I have a confession to make. I kind of hate racing. I mean, I love it and I work hard so I can do it, but I also kind of hate it. Let me explain.
Ever since my running changed from “I wonder if I can finish this distance” to “I wonder how quickly I can complete this distance” racing has taken a turn for the painful. It’s a good kind of pain and I never regret it, but I wouldn’t exactly use the word “fun” to describe racing now. The type of suffering changes with the race– 5ks are gut-busting, quads on fire kind of pain and longer races are more of a slow burn, but it always hurts. And there is always a point, usually somewhere around half or 2/3s of the way in, where I think to myself, “what in the world am I doing? I am never doing this again. It hurts!”
Don’t get me wrong– I would consider some of my race experiences fun, but never the actual race itself. When you bundle the suffering during the race with the pre-race nerves, disgusting trips to the porta potty and the risk of a bad result it’s a wonder anyone ever races. I adore being around the running community, the excitement of getting your timing chip and packet, hard training (I actually enjoy training more than racing but without a race I won’t train), anticipating the race, setting goals, choosing the perfect race outfit, eating bananas and bagels with friends after the race but I just don’t usually enjoy the race itself.
But then you cross the finish line and it all disappears. I don’t know how to explain it. Seeing some green numbers on the clock suddenly erases all the pain and suffering of the last 20 minutes-4 hours and it’s like it never happened! I don’t get it. I’m just going to chalk it up to endorphin/adrenaline magic.
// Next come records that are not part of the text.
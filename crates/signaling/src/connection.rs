//! Client-Connection – Verwaltet eine einzelne TCP-Verbindung
//!
//! Jede TCP-Verbindung bekommt eine `ClientConnection` in einem eigenen
//! tokio-Task. Die Schleife liest Frames, dispatcht sie und schreibt
//! direkte Antworten sowie die Broadcaster-Queue zurueck auf den Draht.
//!
//! ## Lebenszyklus
//! ```text
//! Accept -> connect-info -> [register | find-random | ...] -> Trennung
//! ```
//!
//! ## Keepalive
//! - Client sendet periodisch `heartbeat`, Server antwortet `heartbeat-ack`
//! - Kommt innerhalb von `heartbeat_timeout_sek` kein Frame, wird die
//!   Verbindung getrennt
//! - `heartbeat_timeout_sek = 0` deaktiviert die Pruefung

use futures_util::{SinkExt, StreamExt};
use anruf_protocol::{
    signal::{ServerShutdown, SignalEvent},
    wire::FrameCodec,
};
use std::net::SocketAddr;
use std::sync::Arc;
use std::time::{Duration, Instant};
use tokio::net::TcpStream;
use tokio_util::codec::Framed;

use anruf_core::ConnectionId;

use crate::dispatcher::{DispatcherContext, MessageDispatcher};
use crate::handlers::session_handler;
use crate::server_state::SignalingState;

/// Verarbeitet eine einzelne TCP-Verbindung
///
/// Liest Frames via `FrameCodec`, dispatcht an `MessageDispatcher` und
/// sendet Antworten zurueck. Laeuft in einem eigenen tokio-Task.
pub struct ClientConnection {
    state: Arc<SignalingState>,
    peer_addr: SocketAddr,
}

impl ClientConnection {
    /// Erstellt eine neue ClientConnection
    pub fn neu(state: Arc<SignalingState>, peer_addr: SocketAddr) -> Self {
        Self { state, peer_addr }
    }

    /// Startet die Verbindungs-Verarbeitungsschleife
    ///
    /// Diese Methode laeuft bis die Verbindung getrennt wird oder ein
    /// Shutdown-Signal eingeht. Der Disconnect-Pfad raeumt am Ende
    /// immer auf, egal wie die Schleife endet.
    pub async fn verarbeiten(
        self,
        stream: TcpStream,
        mut shutdown_rx: tokio::sync::watch::Receiver<bool>,
    ) {
        let peer_addr = self.peer_addr;
        let verbindung = ConnectionId::new();
        let timeout_sek = self.state.config.heartbeat_timeout_sek;

        tracing::info!(peer = %peer_addr, verbindung = %verbindung, "Neue Verbindung");

        // Framed-Stream mit FrameCodec einrichten
        let mut framed = Framed::new(stream, FrameCodec::new());

        // Send-Queue registrieren, Presence eintragen, connect-info senden
        let mut sende_rx = session_handler::handle_connect(&self.state, verbindung);

        let mut ctx = DispatcherContext::neu(verbindung);
        let dispatcher = MessageDispatcher::neu(Arc::clone(&self.state));

        // Zeitpunkt des letzten empfangenen Frames
        let mut letzter_empfang = Instant::now();

        loop {
            // Heartbeat-Timeout pruefen (0 = deaktiviert)
            let timeout_verzoegerung = if timeout_sek == 0 {
                Duration::from_secs(3600)
            } else {
                let frist = letzter_empfang + Duration::from_secs(timeout_sek);
                let jetzt = Instant::now();
                if jetzt >= frist {
                    tracing::warn!(
                        peer = %peer_addr,
                        verbindung = %verbindung,
                        "Heartbeat-Timeout"
                    );
                    break;
                }
                frist.duration_since(jetzt)
            };

            tokio::select! {
                // Eingehendes Event vom Client
                frame = framed.next() => {
                    match frame {
                        Some(Ok(event)) => {
                            letzter_empfang = Instant::now();

                            if let Some(antwort) = dispatcher.dispatch(event, &mut ctx).await {
                                if let Err(e) = framed.send(antwort).await {
                                    tracing::warn!(
                                        peer = %peer_addr,
                                        fehler = %e,
                                        "Senden fehlgeschlagen"
                                    );
                                    break;
                                }
                            }
                        }
                        Some(Err(e)) => {
                            tracing::warn!(
                                peer = %peer_addr,
                                fehler = %e,
                                "Frame-Lesefehler"
                            );
                            break;
                        }
                        None => {
                            tracing::info!(peer = %peer_addr, "Verbindung vom Client getrennt");
                            break;
                        }
                    }
                }

                // Ausgehendes Event aus dem Broadcaster
                Some(ausgehend) = sende_rx.recv() => {
                    if let Err(e) = framed.send(ausgehend).await {
                        tracing::warn!(
                            peer = %peer_addr,
                            fehler = %e,
                            "Broadcast-Senden fehlgeschlagen"
                        );
                        break;
                    }
                }

                // Heartbeat-Timeout
                _ = tokio::time::sleep(timeout_verzoegerung) => {
                    // Pruefung laeuft am Schleifenkopf
                }

                // Shutdown-Signal
                Ok(()) = shutdown_rx.changed() => {
                    if *shutdown_rx.borrow() {
                        tracing::info!(
                            peer = %peer_addr,
                            "Shutdown-Signal – Verbindung wird getrennt"
                        );
                        // Abschiedsnachricht senden
                        let abschied = SignalEvent::ServerShutdown(ServerShutdown {
                            message: "Server wird heruntergefahren".into(),
                            timestamp: chrono::Utc::now().timestamp_millis(),
                        });
                        let _ = framed.send(abschied).await;
                        break;
                    }
                }
            }
        }

        // Cleanup beim Verbindungsende: Registry, Schlange, Paarung,
        // Presence und Send-Queue in einem Zug
        dispatcher.verbindung_getrennt(&ctx);

        tracing::info!(peer = %peer_addr, verbindung = %verbindung, "Verbindungs-Task beendet");
    }
}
I’ve tried having fun in races, but that usually results in slower times. I set a 5k PR in a “fun” race I didn’t really intend on racing last year, but I recall feeling like my lungs were going to explode in the final mile. I had a good time at the half marathon I ran in March but not until after I got to stop running. But it’s worth it. No pain, no gain, right?
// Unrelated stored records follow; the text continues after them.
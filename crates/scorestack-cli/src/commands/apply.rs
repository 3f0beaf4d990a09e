use anyhow::{Context, Result};
use colored::Colorize;
use scorestack_setup::{ProvisionPlan, Provisioner, SetupConfig, Transport};

use crate::cli::ApplyArgs;
use crate::output::{print_report, print_success};

pub async fn apply(
    cfg: &SetupConfig,
    storage: &dyn Transport,
    dashboard: &dyn Transport,
    args: &ApplyArgs,
) -> Result<()> {
    let plan = ProvisionPlan::load(&args.manifest)
        .with_context(|| format!("Failed to load manifest {}", args.manifest.display()))?;
    tracing::info!(steps = plan.len(), "loaded provisioning plan");

    let provisioner = Provisioner::new(storage, dashboard, cfg.health.gate_config());
    let report = if args.no_wait {
        provisioner.apply(&plan).await
    } else {
        provisioner.run(&plan).await
    }
    .context("Provisioning failed")?;

    print_report(&report);
    print_success(&format!(
        "Provisioned {} from {}",
        format!("{} resources", report.applied.len()).cyan(),
        args.manifest.display()
    ));
    Ok(())
}
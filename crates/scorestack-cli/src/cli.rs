use std::path::PathBuf;

use clap::{Parser, Subcommand};

#[derive(Parser)]
#[command(name = "scorestack-setup")]
#[command(about = "Wait for Elasticsearch and Kibana, then provision Scorestack resources")]
#[command(version)]
pub struct Cli {
    #[command(subcommand)]
    pub command: Commands,

    /// Config file (defaults to ~/.scorestack/setup.toml when present)
    #[arg(short, long, global = true, env = "SCORESTACK_CONFIG")]
    pub config: Option<PathBuf>,

    /// Elasticsearch base URL
    #[arg(long, global = true, env = "SCORESTACK_ELASTICSEARCH")]
    pub elasticsearch: Option<String>,

    /// Kibana base URL
    #[arg(long, global = true, env = "SCORESTACK_KIBANA")]
    pub kibana: Option<String>,

    /// Username for both services
    #[arg(short, long, global = true, env = "SCORESTACK_USERNAME")]
    pub username: Option<String>,

    /// Password for both services
    #[arg(short, long, global = true, env = "SCORESTACK_PASSWORD", hide_env_values = true)]
    pub password: Option<String>,

    /// Seconds between health checks
    #[arg(long, global = true)]
    pub poll_interval: Option<u64>,

    /// Give up after this many health checks per service (default: never)
    #[arg(long, global = true)]
    pub max_attempts: Option<u32>,

    /// Log level used when RUST_LOG is not set
    #[arg(long, global = true, default_value = "info")]
    pub log_level: String,
}

#[derive(Subcommand)]
pub enum Commands {
    /// Block until both services report green
    Wait,
    /// Wait for both services, then apply a provisioning manifest
    Apply(ApplyArgs),
    /// Check each service once and print its state
    Check,
}

#[derive(clap::Args)]
pub struct ApplyArgs {
    /// Path to the provisioning manifest (TOML)
    pub manifest: PathBuf,
    /// Skip the health gate
    #[arg(long)]
    pub no_wait: bool,
}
I don’t really know where I’m going with this other than to say, if your race hurts, I feel your pain. I really do. And also, if you’re in pain, it’s probably because you’re doing it right.
I feel pretty good this week. No weird aches or pains and although my legs were pretty tired after the 19 mile workout I wasn’t sore or anything. I also ran through the crazy typhoon we had out here on Tuesday. It was actually kind of scary. I don’t really recommend running in 40 mph winds in the pouring rain while it’s dark out. But I have goals and they, and the date of CIM don’t change just because of some rain. So I ran! It was half adventure, half idiocy. I ran a really weird route because I got disoriented in a new neighborhood but it worked out.
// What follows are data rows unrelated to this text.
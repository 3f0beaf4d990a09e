use colored::Colorize;
use scorestack_setup::ProvisionReport;
use tabled::builder::Builder;
use tabled::settings::Style;

pub fn print_success(msg: &str) {
    println!("{} {}", "✓".green(), msg);
}

pub fn print_error(msg: &str) {
    eprintln!("{} {}", "✗".red(), msg);
}

pub fn print_report(report: &ProvisionReport) {
    if report.applied.is_empty() {
        println!("No resources in manifest.");
        return;
    }
    let mut builder = Builder::default();
    builder.push_record(["Kind", "Name"]);
    for resource in &report.applied {
        builder.push_record([resource.kind.as_str(), resource.name.as_str()]);
    }
    let table = builder.build().with(Style::rounded()).to_string();
    println!("{table}");
    println!("Applied: {}", report.applied.len());
}

/// One line per service for `check`.
pub fn print_state(service: &str, url: &str, state: Result<&str, String>) {
    match state {
        Ok("green") => println!(
            "{} {} ({}) is {}",
            "✓".green(),
            service,
            url.cyan(),
            "green".green()
        ),
        Ok(other) => println!(
            "{} {} ({}) is {}",
            "…".yellow(),
            service,
            url.cyan(),
            other.yellow()
        ),
        Err(e) => println!("{} {} ({}) {}", "✗".red(), service, url.cyan(), e.red()),
    }
}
Wednesday I ran 6 in the morning and then felt guilty about skipping my q2 workout so I decided to skip my evening volunteer work and get ‘er done after work. I felt massively guilty for bailing on my high school kids but kept trying to brush off the feeling. And then, 2 miles in, my garmin died. I decided it was God telling me to have a proper run/life balance so I ran 4 easy and hung out with my funny, funny kids. It was the right decision. I don’t think any of them (and they are super low-income, disadvantaged kids who don’t really play sports) knew I was a runner but I was in my running clothes and one of them hilariously asked me, “why in the world would you run if you’re already skinny?” Which led to a great conversation about healthy living, exercise and having healthy hobbies as an adult. But it was very funny. I should have said, “so I can drink and eat ice cream without guilt” but that doesn’t set a good example…
Anyway, I tackled 2 miles warmup with 8×5 mins 10k pace with 30 seconds rest, 2 miles cooldown this morning. It was terribly, terribly muggy (my roommate assumed it was raining when I got back but nope, that’s just my stupid body sweating like 300 pound man. According to the scale I lost THREE POUNDS of sweat in 10 miles) and my legs were really heavy. I got through 7 repeats (actually I cheated and rested one minute because it was just so hard) and just jogged home. I was starting to get the puke-y feeling I got at Cowtown and felt like I was bonking and had no interest in dry heaving on a Thursday before work. I actually think I underate this week because I felt hungry during my warm up even though I ate some toast before I left.
I should have run 63 miles this week, but I’m going to be over which is ok with me. I think I’ll probably end up in the 65-67 range. I suppose going over is better than under.
Sunday I’m running 13 miles at MP with some warm up and cool down. I’m nervous and excited.